More Problems Solved

Tuesday, 2006-12-05; 03:30:00

So... I figured out the sporadic crashing problem in TuneTagger. It turns out that something was being released one time too many, but not the something that I originally suspected. When approving lyrics through the TuneTagger interface and transferring the lyrics to iTunes, TuneTagger has an internal global variable that stores the current lyrics. This wasn't being retained when transferring lyrics.

So what ended up happening is that on the next refresh of song info (when the song changed), the proposedLyricsTextField was releasing the reference to the old lyrics when replacing the view with the new lyrics, and since the previous lyrics weren't originally retained, it was causing a crash at that point. (This is why it crashed even when setting the text field to display a static piece of text.)

What allowed me to pin down the problem was the fact that I finally was able to reliably reproduce the problem: I noticed that it was occurring on the next song change after transferring lyrics over. It was a delayed memory management problem, that also often happens if you autorelease objects in the wrong places.

Moral of the story: make sure you watch out for objects that you need to retain.

Alternate moral: develop for Leopard and up only -- that is, use automatic garbage collection and dispense with the manual memory management. Mmm.. I can't wait to be able to assume a minimum Mac OS X version of 10.5 just for that one feature.

I also neglected to mention something in the last entry; going to the Leopard Tech Talk allowed me to finally understand another long-standing problem that I've had for a while. I noted this issue at the end of an entry I wrote a year ago:

Unfortunately, in my experience, I've found that AppleScript in Mac OS X is much more unreliable compared to AppleScript on the Classic Mac OS. Script Editor throws up weird errors like this that I can't seem to figure out, and it also borks in totally lame situations. For example, sometimes I like to "cheat" and create a complicated command such as set ooga to text item 5 of (first item of (get selection of application "Finder") as string) and AppleScript borks on it. However if you split it up into lines like so...
set ooga to (get selection of application "Finder")
set booga to first item of ooga as string
set blah to text item 5 of booga
... then the AppleScript works. I'm not talking specifically about these lines of code, but I'm demonstrating a similar situation to those when AppleScript sometimes borks. There should be no difference whatsoever between the single line and the split lines, but sometimes it seems the split lines are necessary. Has anybody else been having similar difficulties with AppleScript on Mac OS X?

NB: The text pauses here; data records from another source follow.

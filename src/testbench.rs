//! Test bench shared by the unit tests: a DALI bus driver and recorder, a
//! behavioural SPI FRAM and a harness wiring both to a [`ControlGear`].

use crate::config::GearConfig;
use crate::dali::RxFrame;
use crate::fram::{opcode, SpiPins, ADDRESS_MASK, FRAM_SIZE};
use crate::system::{ControlGear, TickInputs};

/// Half-bit levels of a forward frame: start bit, 16 data bits MSB first
/// and two idle-high stop bits.
pub fn forward_halves(data: u16) -> Vec<bool> {
    let mut halves = vec![false, true];
    for i in (0..16).rev() {
        let bit = (data >> i) & 1 != 0;
        halves.push(bit);
        halves.push(!bit);
    }
    halves.extend([true; 4]);
    halves
}

/// Decode the first backward frame in a per-tick TX trace.
///
/// Returns `None` if the line never goes low. Panics on a malformed frame.
pub fn decode_backward(trace: &[bool], half: u32) -> Option<u8> {
    let start = trace.iter().position(|&level| !level)?;
    let half = half as usize;
    let sample = |h: usize| {
        let index = start + h * half + half / 2;
        assert!(index < trace.len(), "trace ends inside the backward frame");
        trace[index]
    };

    assert_eq!((sample(0), sample(1)), (false, true), "bad start bit");
    let mut byte = 0u8;
    for bit in 0..8 {
        let first = sample(2 + bit * 2);
        let second = sample(3 + bit * 2);
        assert_ne!(first, second, "bit {} is not Manchester coded", bit);
        byte = (byte << 1) | u8::from(first);
    }
    for h in 18..22 {
        assert!(sample(h), "stop half {} is low", h);
    }
    Some(byte)
}

/// Behavioural model of an SPI FRAM with 11-bit addressing.
///
/// Samples `copi` on rising clock edges, drives `cipo` on falling edges
/// and records every chip-select framed transaction.
#[derive(Debug, Clone)]
pub struct FramChip {
    memory: Vec<u8>,
    commands: Vec<Vec<u8>>,
    current: Vec<u8>,
    selected: bool,
    prev_clk: bool,
    shift: u8,
    bits: u8,
    write_enabled: bool,
    address: usize,
    out: Option<u8>,
    cipo: bool,
}

impl FramChip {
    pub fn new() -> Self {
        Self {
            memory: vec![0; FRAM_SIZE],
            commands: Vec::new(),
            current: Vec::new(),
            selected: false,
            prev_clk: true,
            shift: 0,
            bits: 0,
            write_enabled: false,
            address: 0,
            out: None,
            cipo: false,
        }
    }

    pub fn memory(&self) -> &[u8] {
        &self.memory
    }

    pub fn memory_mut(&mut self) -> &mut [u8] {
        &mut self.memory
    }

    /// Completed transactions, one byte list per chip-select assertion.
    pub fn commands(&self) -> &[Vec<u8>] {
        &self.commands
    }

    pub fn clear_commands(&mut self) {
        self.commands.clear();
    }

    /// Advance one tick with the controller's pins; returns `cipo`.
    pub fn step(&mut self, pins: SpiPins) -> bool {
        if !pins.cs {
            if self.selected {
                self.deselect();
            }
            self.prev_clk = pins.clk;
            return self.cipo;
        }

        if !self.selected {
            self.selected = true;
            self.current.clear();
            self.shift = 0;
            self.bits = 0;
            self.out = None;
        }

        if self.prev_clk && !pins.clk {
            if let Some(out) = self.out.as_mut() {
                self.cipo = *out & 0x80 != 0;
                *out <<= 1;
            }
        }

        if !self.prev_clk && pins.clk {
            if !pins.copi_oe {
                assert!(!self.current.is_empty(), "copi released during opcode");
            }
            self.shift = (self.shift << 1) | u8::from(pins.copi);
            self.bits += 1;
            if self.bits == 8 {
                let byte = self.shift;
                self.bits = 0;
                self.current.push(byte);
                self.on_byte(byte);
            }
        }

        self.prev_clk = pins.clk;
        self.cipo
    }

    fn on_byte(&mut self, byte: u8) {
        let len = self.current.len();
        match self.current[0] {
            opcode::WRITE_ENABLE if len == 1 => self.write_enabled = true,
            opcode::WRITE_DISABLE if len == 1 => self.write_enabled = false,
            opcode::READ | opcode::WRITE if len == 3 => {
                let high = usize::from(self.current[1] & 0x07);
                self.address = (high << 8 | usize::from(self.current[2])) & usize::from(ADDRESS_MASK);
                if self.current[0] == opcode::READ {
                    self.out = Some(self.memory[self.address]);
                }
            }
            opcode::READ if len > 3 => {
                self.address = (self.address + 1) % FRAM_SIZE;
                self.out = Some(self.memory[self.address]);
            }
            opcode::WRITE if len > 3 => {
                if self.write_enabled {
                    self.memory[self.address] = byte;
                }
                self.address = (self.address + 1) % FRAM_SIZE;
            }
            _ => {}
        }
    }

    fn deselect(&mut self) {
        self.selected = false;
        self.out = None;
        let transaction = std::mem::take(&mut self.current);
        if transaction.first() == Some(&opcode::WRITE) {
            self.write_enabled = false;
        }
        if !transaction.is_empty() {
            self.commands.push(transaction);
        }
    }
}

/// Idle half-bits [`Bench::send_halves`] drives before a frame.
pub const LEAD_HALVES: usize = 4;
/// Idle half-bits [`Bench::send_halves`] drives after a frame.
pub const TAIL_HALVES: usize = 40;

/// A [`ControlGear`] on a DALI bus with an SPI FRAM attached.
pub struct Bench {
    pub gear: ControlGear,
    pub chip: FramChip,
    cipo: bool,
    half: u32,
    /// TX line level per tick since the last [`send`](Self::send).
    pub tx: Vec<bool>,
    /// Reply pulses since the last [`send`](Self::send).
    pub replies: Vec<u8>,
    /// Frames the receiver produced since the last [`send`](Self::send).
    pub frames: Vec<RxFrame>,
}

impl Bench {
    /// 19.2 kHz tick, 8 ticks per half-bit.
    pub fn config() -> GearConfig {
        GearConfig { clock_frequency: 19_200, ..GearConfig::default() }
    }

    pub fn new() -> Self {
        Self::with_chip(Self::config(), FramChip::new())
    }

    pub fn with_chip(config: GearConfig, chip: FramChip) -> Self {
        let half = config.half_bit_ticks().unwrap();
        Self {
            gear: ControlGear::new(&config).unwrap(),
            chip,
            cipo: false,
            half,
            tx: Vec::new(),
            replies: Vec::new(),
            frames: Vec::new(),
        }
    }

    pub fn tick(&mut self, rx: bool) {
        let outputs = self.gear.tick(TickInputs { dali_rx: rx, fram_cipo: self.cipo });
        self.cipo = self.chip.step(outputs.fram);
        self.tx.push(outputs.dali_tx);
        self.replies.extend(outputs.reply);
        self.frames.extend(outputs.frame);
    }

    pub fn drive(&mut self, halves: &[bool]) {
        for &level in halves {
            for _ in 0..self.half {
                self.tick(level);
            }
        }
    }

    pub fn idle(&mut self, halves: usize) {
        for _ in 0..halves * self.half as usize {
            self.tick(true);
        }
    }

    fn wait_ready(&mut self) {
        for _ in 0..1_000_000 {
            if self.gear.is_ready() {
                return;
            }
            self.tick(true);
        }
        panic!("gear stuck in {:?}", self.gear.state());
    }

    /// Run the startup restore to completion.
    pub fn boot(self) -> Self {
        let mut bench = self;
        bench.wait_ready();
        bench
    }

    /// Send raw half-bit levels and return the decoded reply, if any.
    pub fn send_halves(&mut self, halves: &[bool]) -> Option<u8> {
        self.tx.clear();
        self.replies.clear();
        self.frames.clear();
        self.idle(LEAD_HALVES);
        self.drive(halves);
        self.idle(TAIL_HALVES);
        self.wait_ready();

        let reply = decode_backward(&self.tx, self.half);
        assert_eq!(reply, self.replies.last().copied());
        reply
    }

    /// Send a forward frame and return the decoded reply, if any.
    pub fn send(&mut self, frame: u16) -> Option<u8> {
        self.send_halves(&forward_halves(frame))
    }
}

It was actually kind of funny how I learned the answer. Soghoian was demonstrating how to implement AppleScript support in one's application, and he was writing an AppleScript to demonstrate the app's newfound scriptability. In doing so, I noticed the same problem occurred: he wrote a long command that referenced multiple items all at once on the same line. He compiled and ran the script, and it borked on that complicated line. Then, he split up the line into two (similarly to how I split the line up into three above), and compiled and ran the script again. It worked!

I went up to him after the presentation and asked him why. Turns out, AppleScript isn't getting the implied "get"s in the complicated command. So something like set ooga to text item 5 of (first item of (select of application "Finder") as string) will probably bork. The solution, according to Soghoian, is to explicitly add in the "get"s, like so: set ooga to (get text item 5 of (get first item of (get selection of application "Finder") as string)

Rrrrrr, that problem has been bugging me for so long when I create AppleScripts. Nice to finally know the reason why. Hopefully someone else will find that useful as well.